Background information
- Origin: Buenos Aires, Argentina
- Genres: Heavy metal; hard rock; blues rock; rock 'n' roll;
- Years active: 1980–1986; 1990–1998; 2004–2005;
- Labels: Columbia; Tonodisc; DBN; Halley; Main; Riff;
- Members: Vitico JAF Luciano Napolitano Juanito Moro
- Past members: Pappo Héctor "Boff" Serafine Michel Peyronel Oscar Moro Nicolás Bereciartúa

= Riff (Argentine band) =

Argentine heavy metal/hard rock band

Riff was an Argentine hard rock band formed in Buenos Aires in 1980. The band was fronted by guitarist Norberto "Pappo" Napolitano, who formed Riff after dissolving his old musical project, Pappo's Blues. The group was mostly influenced by acts like AC/DC, Motörhead, Saxon, and the new wave of British heavy metal scene, who helped introduce heavy metal music in Argentina in the early 80s.

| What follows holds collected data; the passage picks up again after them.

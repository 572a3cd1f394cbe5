use thiserror::Error;

#[derive(Error, Debug)]
pub enum DatabaseError {
    #[error("Connection failed: {0}")]
    ConnectionFailed(String),

    #[error("Query failed: {0}")]
    QueryFailed(String),

    #[error("Unique constraint violated: {0}")]
    UniqueViolation(String),

    #[error("Migration error: {0}")]
    MigrationError(String),

    #[error("Database error: {0}")]
    SqlxError(sqlx::Error),
}

impl From<sqlx::Error> for DatabaseError {
    fn from(error: sqlx::Error) -> Self {
        match &error {
            sqlx::Error::Database(db_error) if db_error.is_unique_violation() => {
                DatabaseError::UniqueViolation(
                    db_error.constraint().unwrap_or("unknown").to_string(),
                )
            }
            _ => DatabaseError::SqlxError(error),
        }
    }
}

pub type DatabaseResult<T> = Result<T, DatabaseError>;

The group dissolved after the death of Pappo in 2005. In 2007, the Argentine edition of Rolling Stone magazine ranked their album Contenidos (1982) number 58 on its list of "The 100 Greatest Albums of National Rock".

== Biography ==

The band logo

=== 1981–1983: Early shows, success and peak ===
On 14 November 1980, Pappo organized a show called "Adiós Pappo's Blues, bienvenido Riff" (Goodbye Pappo's Blues, welcome Riff). This band emerged as a continuation of Pappo's former group, and would change the Argentine rock with the inception of heavy metal music, a genre that was completely new for the local scene.
Riff's debut album Ruedas de metal was released in 1981.
A second album was released later the same year, Macadam 3...2...1...0..., which was officially launched with a show at Estadio Obras Sanitarias, in December 1981.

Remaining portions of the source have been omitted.